Table of Contents

Knight Institute sues cyber intelligence group on behalf of journalists — First Amendment News 360

“The complaint filed [in federal court] alleges that NSO Group’s actions in developing spyware and deploying it against El Faro journalists violated, among other laws, the Computer Fraud and Abuse Act and the California Comprehensive Computer Data Access and Fraud Act.” — Knight Institute
Knight First Amendment Institute logo

First Amendment News returns on Wednesday, Jan. 4 — happy holidays and a good new year to all. 


On November 30, 2022, the Knight Institute filed a lawsuit on behalf of current and former journalists and other members of El Faro—one of Central America’s foremost independent news organizations, based in El Salvador—who were the victims of spyware attacks using NSO Group’s Pegasus technology. This case is the first filed by journalists against NSO Group in a U.S. court.

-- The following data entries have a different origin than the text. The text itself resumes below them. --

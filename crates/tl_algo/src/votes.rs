//! Vote-set edits. Callers serialize access per scope; these helpers only
//! enforce the one-vote-per-(voter, item) rule.

use crate::{ItemId, Tier, VoteSet, VoterId};

/// Record `voter`'s `tier` for `item`, returning the tier it replaced.
pub fn set_vote(votes: &mut VoteSet, voter: &VoterId, item: &ItemId, tier: Tier) -> Option<Tier> {
    votes
        .entry(item.clone())
        .or_default()
        .insert(voter.clone(), tier)
}

pub fn vote_of(votes: &VoteSet, voter: &VoterId, item: &ItemId) -> Option<Tier> {
    votes.get(item).and_then(|by_voter| by_voter.get(voter)).copied()
}

/// Items with at least one vote, in id order.
pub fn voted_items(votes: &VoteSet) -> Vec<ItemId> {
    votes
        .iter()
        .filter(|(_, by_voter)| !by_voter.is_empty())
        .map(|(item, _)| item.clone())
        .collect()
}
//! crates/tl_io/src/hasher.rs
//!
//! SHA-256 digests over canonical JSON. The recompute path stores the digest
//! of its inputs next to the derived tier list; equal digests mean the stored
//! assignment is still current.

use serde::Serialize;
use sha2::{Digest, Sha256};

use crate::canonical_json::to_canonical_bytes;
use crate::IoResult;

/// Lowercase hex SHA-256 of raw bytes.
pub fn sha256_hex(bytes: &[u8]) -> String {
    hex::encode(Sha256::digest(bytes))
}

/// Lowercase hex SHA-256 of the canonical JSON encoding of `v`.
pub fn sha256_canonical<T: Serialize + ?Sized>(v: &T) -> IoResult<String> {
    Ok(sha256_hex(&to_canonical_bytes(v)?))
}
//! Scope settings, tier configuration and the daily song rotation.

use tl_core::{ItemId, PostTime, ScopeConfig, ScopeId};
use tl_io::{Catalog, ScopeSetup, TierStore};

use crate::{Aggregator, PipelineError, PipelineResult};

impl<S: TierStore> Aggregator<S> {
    /// The scope's stored configuration, or the default table when it has
    /// none or the stored one fails validation.
    pub fn effective_config(&self, scope: &ScopeId) -> PipelineResult<ScopeConfig> {
        match self.store.load_config(scope)? {
            Some(config) => match config.validate() {
                Ok(()) => Ok(config),
                Err(e) => {
                    tracing::warn!(%scope, error = %e, "stored scope config rejected; using default tiers");
                    Ok(ScopeConfig::default())
                }
            },
            None => {
                tracing::warn!(%scope, "scope has no config; using default tiers");
                Ok(ScopeConfig::default())
            }
        }
    }

    /// Store where and when `scope` gets its daily song. Fields passed as
    /// `None` keep their stored value; the tier config and rotation index are
    /// never touched. A first setup seeds the default tier config.
    pub fn setup_scope(
        &self,
        scope: &ScopeId,
        channel: Option<String>,
        role: Option<String>,
        post_time: Option<PostTime>,
    ) -> PipelineResult<ScopeSetup> {
        self.exclusive(scope, || {
            let mut setup = self.store.load_setup(scope)?.unwrap_or_default();
            if channel.is_some() {
                setup.channel = channel;
            }
            if role.is_some() {
                setup.role = role;
            }
            if post_time.is_some() {
                setup.post_time = post_time;
            }
            self.store.save_setup(scope, &setup)?;
            tracing::info!(
                %scope,
                channel = setup.channel.as_deref().unwrap_or("-"),
                post_time = %setup.post_time.map(|t| t.to_string()).unwrap_or_else(|| "-".into()),
                "scope set up"
            );
            Ok(setup)
        })
    }

    /// Validate and replace `scope`'s tier configuration.
    pub fn set_config(&self, scope: &ScopeId, config: ScopeConfig) -> PipelineResult<()> {
        config.validate()?;
        self.exclusive(scope, || {
            let mut setup = self.store.load_setup(scope)?.unwrap_or_default();
            setup.tiers = config;
            self.store.save_setup(scope, &setup)?;
            tracing::info!(%scope, tiers = setup.tiers.active_tiers().len(), damping = setup.tiers.damping, "scope config replaced");
            Ok(())
        })
    }

    /// Catalog entry due for `scope`'s next daily post. Advances the scope's
    /// rotation index, wrapping at the end of the catalog.
    pub fn next_item(&self, scope: &ScopeId, catalog: &Catalog) -> PipelineResult<ItemId> {
        if catalog.is_empty() {
            return Err(PipelineError::EmptyCatalog);
        }
        if !self.store.load_setup(scope)?.is_some_and(|s| s.channel.is_some()) {
            return Err(PipelineError::NotSetUp(scope.clone()));
        }
        self.exclusive(scope, || {
            let mut setup = match self.store.load_setup(scope)? {
                Some(s) if s.channel.is_some() => s,
                _ => return Err(PipelineError::NotSetUp(scope.clone())),
            };
            let item = catalog
                .at_rotation(setup.rotation_index)
                .cloned()
                .ok_or(PipelineError::EmptyCatalog)?;
            setup.rotation_index = (setup.rotation_index + 1) % catalog.len() as u64;
            self.store.save_setup(scope, &setup)?;
            tracing::info!(%scope, %item, next_index = setup.rotation_index, "daily song picked");
            Ok(item)
        })
    }
}
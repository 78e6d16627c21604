//! Tier labels.
//!
//! `Tier` is a closed enumeration. Its derived `Ord` follows rank, best first:
//! `Tier::Sss < Tier::SPlus < ... < Tier::D`, so sorting a set of tiers
//! ascending yields them in presentation order.

use core::fmt;
use core::str::FromStr;

use crate::errors::CoreError;

#[cfg(feature = "serde")]
use serde::{Deserialize, Serialize};

#[derive(Clone, Copy, Debug, Eq, PartialEq, Ord, PartialOrd, Hash)]
#[cfg_attr(feature = "serde", derive(Serialize, Deserialize))]
pub enum Tier {
    #[cfg_attr(feature = "serde", serde(rename = "SSS"))]
    Sss,
    #[cfg_attr(feature = "serde", serde(rename = "S+"))]
    SPlus,
    S,
    A,
    B,
    C,
    D,
}

impl Tier {
    /// All tiers, best first.
    pub const ALL: [Tier; 7] = [Tier::Sss, Tier::SPlus, Tier::S, Tier::A, Tier::B, Tier::C, Tier::D];

    pub fn as_str(self) -> &'static str {
        match self {
            Tier::Sss => "SSS",
            Tier::SPlus => "S+",
            Tier::S => "S",
            Tier::A => "A",
            Tier::B => "B",
            Tier::C => "C",
            Tier::D => "D",
        }
    }
}

impl fmt::Display for Tier {
    fn fmt(&self, f: &mut fmt::Formatter<'_>) -> fmt::Result {
        f.write_str(self.as_str())
    }
}

impl FromStr for Tier {
    type Err = CoreError;

    /// Case-insensitive; accepts `S+` and the spelled-out `SPLUS`.
    fn from_str(s: &str) -> Result<Self, Self::Err> {
        match s.trim().to_ascii_uppercase().as_str() {
            "SSS" => Ok(Tier::Sss),
            "S+" | "SPLUS" => Ok(Tier::SPlus),
            "S" => Ok(Tier::S),
            "A" => Ok(Tier::A),
            "B" => Ok(Tier::B),
            "C" => Ok(Tier::C),
            "D" => Ok(Tier::D),
            _ => Err(CoreError::UnknownTier(s.to_string())),
        }
    }
}
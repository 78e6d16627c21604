//! tl_report: pure renderers for a scope's tier buckets.
//!
//! No I/O here; callers hand in buckets already computed or loaded.
//! - `render_csv`: `Tier,Name,Average,Total,Votes`, three-decimal averages.
//! - `render_text`: one `TIER | a, b, c` line per tier.
//! - `build_model` + `render_json`: a stable, presentation-ready document.

#![deny(unsafe_code)]

use std::fmt::Write as _;

use tl_algo::{TierBuckets, TierEntry};

#[cfg(feature = "render_json")]
mod json;
#[cfg(feature = "render_json")]
pub use json::{build_model, render_json, EntryRow, ReportError, ReportModel, TierSection};

const CSV_HEADER: &str = "Tier,Name,Average,Total,Votes";

/// Average as shown to people: three decimals.
pub fn format_average(avg: f64) -> String {
    format!("{avg:.3}")
}

/// CSV export, best tier first, one row per placed item. Lines are joined by
/// `\n` with no trailing newline.
pub fn render_csv(buckets: &TierBuckets) -> String {
    let mut out = String::from(CSV_HEADER);
    for (tier, entries) in buckets.iter() {
        for e in entries {
            out.push('\n');
            write_csv_row(&mut out, tier.as_str(), e);
        }
    }
    out
}

fn write_csv_row(out: &mut String, tier: &str, e: &TierEntry) {
    out.push_str(tier);
    out.push(',');
    push_csv_field(out, e.item.as_str());
    // writing into a String cannot fail
    let _ = write!(out, ",{},{},{}", format_average(e.average), e.total, e.votes);
}

/// RFC 4180: quote fields holding a comma, quote or line break; double quotes.
fn push_csv_field(out: &mut String, field: &str) {
    if field.contains([',', '"', '\n', '\r']) {
        out.push('"');
        out.push_str(&field.replace('"', "\"\""));
        out.push('"');
    } else {
        out.push_str(field);
    }
}

/// Plain-text summary: `TIER | a, b, c` per tier, `-` for an empty tier.
pub fn render_text(buckets: &TierBuckets) -> String {
    buckets
        .iter()
        .map(|(tier, entries)| {
            let members = if entries.is_empty() {
                "-".to_string()
            } else {
                entries.iter().map(|e| e.item.as_str()).collect::<Vec<_>>().join(", ")
            };
            format!("{} | {}", tier, members)
        })
        .collect::<Vec<_>>()
        .join("\n")
}
//! Per-scope setup document: where and when the daily song goes out, the
//! rotation position in the catalog, and the scope's tier configuration.

use serde::{Deserialize, Serialize};
use tl_core::{PostTime, ScopeConfig};

#[derive(Clone, Debug, PartialEq, Serialize, Deserialize)]
pub struct ScopeSetup {
    /// Announcement channel id.
    #[serde(default, skip_serializing_if = "Option::is_none")]
    pub channel: Option<String>,
    /// Role pinged with each post.
    #[serde(default, skip_serializing_if = "Option::is_none")]
    pub role: Option<String>,
    #[serde(default, skip_serializing_if = "Option::is_none")]
    pub post_time: Option<PostTime>,
    /// Index of the next catalog entry to post (wraps).
    #[serde(default)]
    pub rotation_index: u64,
    #[serde(default)]
    pub tiers: ScopeConfig,
}

impl Default for ScopeSetup {
    fn default() -> Self {
        ScopeSetup {
            channel: None,
            role: None,
            post_time: None,
            rotation_index: 0,
            tiers: ScopeConfig::default(),
        }
    }
}
//! In-process backend. State lives behind one mutex; nothing touches disk.

use std::collections::BTreeMap;
use std::sync::{Mutex, MutexGuard, PoisonError};

use tl_algo::VoteSet;
use tl_core::ScopeId;

use super::{DerivedDoc, TierStore};
use crate::setup::ScopeSetup;
use crate::IoResult;

#[derive(Default)]
struct Scoped {
    votes: Option<VoteSet>,
    setup: Option<ScopeSetup>,
    derived: Option<DerivedDoc>,
}

#[derive(Default)]
pub struct MemoryStore {
    scopes: Mutex<BTreeMap<ScopeId, Scoped>>,
}

impl MemoryStore {
    pub fn new() -> Self {
        Self::default()
    }

    fn guard(&self) -> MutexGuard<'_, BTreeMap<ScopeId, Scoped>> {
        self.scopes.lock().unwrap_or_else(PoisonError::into_inner)
    }
}

impl TierStore for MemoryStore {
    fn list_scopes(&self) -> IoResult<Vec<ScopeId>> {
        Ok(self.guard().keys().cloned().collect())
    }

    fn load_votes(&self, scope: &ScopeId) -> IoResult<VoteSet> {
        Ok(self.guard().get(scope).and_then(|s| s.votes.clone()).unwrap_or_default())
    }

    fn save_votes(&self, scope: &ScopeId, votes: &VoteSet) -> IoResult<()> {
        self.guard().entry(scope.clone()).or_default().votes = Some(votes.clone());
        Ok(())
    }

    fn load_setup(&self, scope: &ScopeId) -> IoResult<Option<ScopeSetup>> {
        Ok(self.guard().get(scope).and_then(|s| s.setup.clone()))
    }

    fn save_setup(&self, scope: &ScopeId, setup: &ScopeSetup) -> IoResult<()> {
        self.guard().entry(scope.clone()).or_default().setup = Some(setup.clone());
        Ok(())
    }

    fn load_derived(&self, scope: &ScopeId) -> IoResult<Option<DerivedDoc>> {
        Ok(self.guard().get(scope).and_then(|s| s.derived.clone()))
    }

    fn save_derived(&self, scope: &ScopeId, doc: &DerivedDoc) -> IoResult<()> {
        self.guard().entry(scope.clone()).or_default().derived = Some(doc.clone());
        Ok(())
    }
}
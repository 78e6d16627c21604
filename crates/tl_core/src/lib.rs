//! tl_core: Core types, tiers, scope configuration, exact ratios and stable ordering.
//!
//! This crate is **I/O-free**. It defines the stable types used across the
//! engine (`tl_algo`, `tl_io`, `tl_pipeline`, `tl_report`, `tl_cli`).
//!
//! - Tokens: `ScopeId`, `VoterId`, `ItemId`
//! - `Tier` (closed, rank-ordered) and `ScopeConfig` (weights, thresholds, caps)
//! - Integer-first ratio helpers for damped averages
//! - `PostTime` for the daily post slot
//! - Deterministic ordering helpers
//!
//! Serialization derives are gated behind the `serde` feature.

#![forbid(unsafe_code)]

pub mod config;
pub mod determinism;
pub mod rounding;
pub mod schedule;
pub mod tier;

pub use config::{ScopeConfig, DEFAULT_DAMPING};
pub use schedule::PostTime;
pub use tier::Tier;
pub use tokens::{ItemId, ScopeId, VoterId};

pub mod errors {
    use core::fmt;

    /// Minimal error set for core-domain validation & parsing.
    #[derive(Clone, Debug, Eq, PartialEq)]
    pub enum CoreError {
        InvalidToken,
        InvalidItem,
        UnknownTier(String),
        InvalidPostTime(String),
        DomainOutOfRange(&'static str),
    }

    impl fmt::Display for CoreError {
        fn fmt(&self, f: &mut fmt::Formatter<'_>) -> fmt::Result {
            match self {
                CoreError::InvalidToken => write!(f, "invalid token"),
                CoreError::InvalidItem => write!(f, "invalid item id"),
                CoreError::UnknownTier(t) => write!(f, "unknown tier: {t}"),
                CoreError::InvalidPostTime(t) => write!(f, "invalid post time (expected HH:MM): {t}"),
                CoreError::DomainOutOfRange(k) => write!(f, "domain out of range: {k}"),
            }
        }
    }

    impl std::error::Error for CoreError {}
}

pub mod tokens {
    //! Identifier newtypes with strict charsets.
    //!
    //! `ScopeId` and `VoterId` are platform snowflakes or slugs and double as
    //! directory names, so they are restricted to `[A-Za-z0-9_.:-]{1,64}`.
    //! `ItemId` is a song title and accepts any printable text up to 200 chars.

    use crate::errors::CoreError;
    use core::fmt;
    use core::str::FromStr;

    #[cfg(feature = "serde")]
    use serde::{Deserialize, Serialize};

    const MAX_ITEM_CHARS: usize = 200;

    fn is_token(s: &str) -> bool {
        let len = s.len();
        if !(1..=64).contains(&len) || s.bytes().all(|b| b == b'.') {
            return false;
        }
        s.bytes().all(|b| matches!(b,
            b'A'..=b'Z' | b'a'..=b'z' | b'0'..=b'9' |
            b'_' | b'-' | b':' | b'.'
        ))
    }

    fn is_item(s: &str) -> bool {
        !s.trim().is_empty()
            && s.chars().count() <= MAX_ITEM_CHARS
            && !s.chars().any(char::is_control)
    }

    macro_rules! def_token {
        ($name:ident, $check:ident, $err:expr) => {
            #[derive(Clone, Eq, PartialEq, Ord, PartialOrd, Hash, Debug)]
            #[cfg_attr(feature = "serde", derive(Serialize, Deserialize))]
            #[cfg_attr(feature = "serde", serde(try_from = "String", into = "String"))]
            pub struct $name(String);

            impl $name {
                pub fn as_str(&self) -> &str { &self.0 }
            }

            impl fmt::Display for $name {
                fn fmt(&self, f: &mut fmt::Formatter<'_>) -> fmt::Result { f.write_str(&self.0) }
            }

            impl FromStr for $name {
                type Err = CoreError;
                fn from_str(s: &str) -> Result<Self, Self::Err> {
                    if $check(s) { Ok(Self(s.to_string())) } else { Err($err) }
                }
            }

            impl TryFrom<String> for $name {
                type Error = CoreError;
                fn try_from(s: String) -> Result<Self, Self::Error> {
                    if $check(&s) { Ok(Self(s)) } else { Err($err) }
                }
            }

            impl From<$name> for String {
                fn from(v: $name) -> String { v.0 }
            }

            impl AsRef<str> for $name {
                fn as_ref(&self) -> &str { &self.0 }
            }
        };
    }

    def_token!(ScopeId, is_token, CoreError::InvalidToken);
    def_token!(VoterId, is_token, CoreError::InvalidToken);
    def_token!(ItemId, is_item, CoreError::InvalidItem);

    #[cfg(test)]
    mod tests {
        use super::*;

        #[test]
        fn scope_tokens_are_strict() {
            assert!("123456789012345678".parse::<ScopeId>().is_ok());
            assert!("guild.main".parse::<ScopeId>().is_ok());
            assert_eq!("".parse::<ScopeId>(), Err(CoreError::InvalidToken));
            assert_eq!("../etc".parse::<ScopeId>(), Err(CoreError::InvalidToken));
            assert_eq!("..".parse::<ScopeId>(), Err(CoreError::InvalidToken));
            assert_eq!("a b".parse::<VoterId>(), Err(CoreError::InvalidToken));
            assert!("x".repeat(65).parse::<VoterId>().is_err());
        }

        #[test]
        fn item_ids_accept_titles() {
            assert!("Tell Your World".parse::<ItemId>().is_ok());
            assert!("セカイはまだ始まってすらいない".parse::<ItemId>().is_ok());
            assert!("Song, with comma".parse::<ItemId>().is_ok());
            assert_eq!("   ".parse::<ItemId>(), Err(CoreError::InvalidItem));
            assert_eq!("line\nbreak".parse::<ItemId>(), Err(CoreError::InvalidItem));
            assert!("y".repeat(201).parse::<ItemId>().is_err());
        }

        #[cfg(feature = "serde")]
        #[test]
        fn serde_rejects_invalid_tokens() {
            let ok: ScopeId = serde_json::from_str("\"42\"").unwrap();
            assert_eq!(ok.as_str(), "42");
            assert!(serde_json::from_str::<ScopeId>("\"no/slash\"").is_err());
        }
    }
}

The lawsuit alleges that NSO Group and its parent company violated U.S. law by developing, selling, and assisting in the deployment of Pegasus against the plaintiffs. Between June 2020 and November 2021, El Faro’s employees, including the plaintiffs in this case, were subjected to 226 Pegasus infections. Through these attacks Global, their iPhones were accessed remotely and surreptitiously, their communications and activities were monitored, and their personal data was accessed and stolen. As described in the complaint, the attacks intensified around El Faro’s publication of major stories. The lawsuit asks the court to order NSO Group to identify, return, and then delete all information it obtained through the attacks, and to order NSO Group to identify the clients that ordered the surveillance.

[ . . . ]

“These spyware attacks were an attempt to silence our sources and deter us from doing journalism,” said Carlos Dada, El Faro’s co-founder and director. “We are filing this lawsuit to defend our right to investigate and report, and to protect journalists around the world in their pursuit of the truth.”

Carlos Dada
Carlos Dada

El Faro is an internationally renowned digital newspaper based in El Salvador. It is dedicated to investigative and in-depth journalism about human rights, inequality, violence, and government corruption. NSO Group is an Israel-based technology company that develops spyware and sells it to governments around the world—including governments that have been implicated in serious human rights abuses. NSO Group’s signature product, called Pegasus, can infect smartphones undetected to give the spyware’s operators access to contact lists, calendar entries, text messages, emails, search histories, GPS locations, and more. According to today’s complaint, the Pegasus spyware attacks against El Faro were part of a broader campaign against the press and civil society in El Salvador, in which at least nine organizations and 35 individuals were targeted.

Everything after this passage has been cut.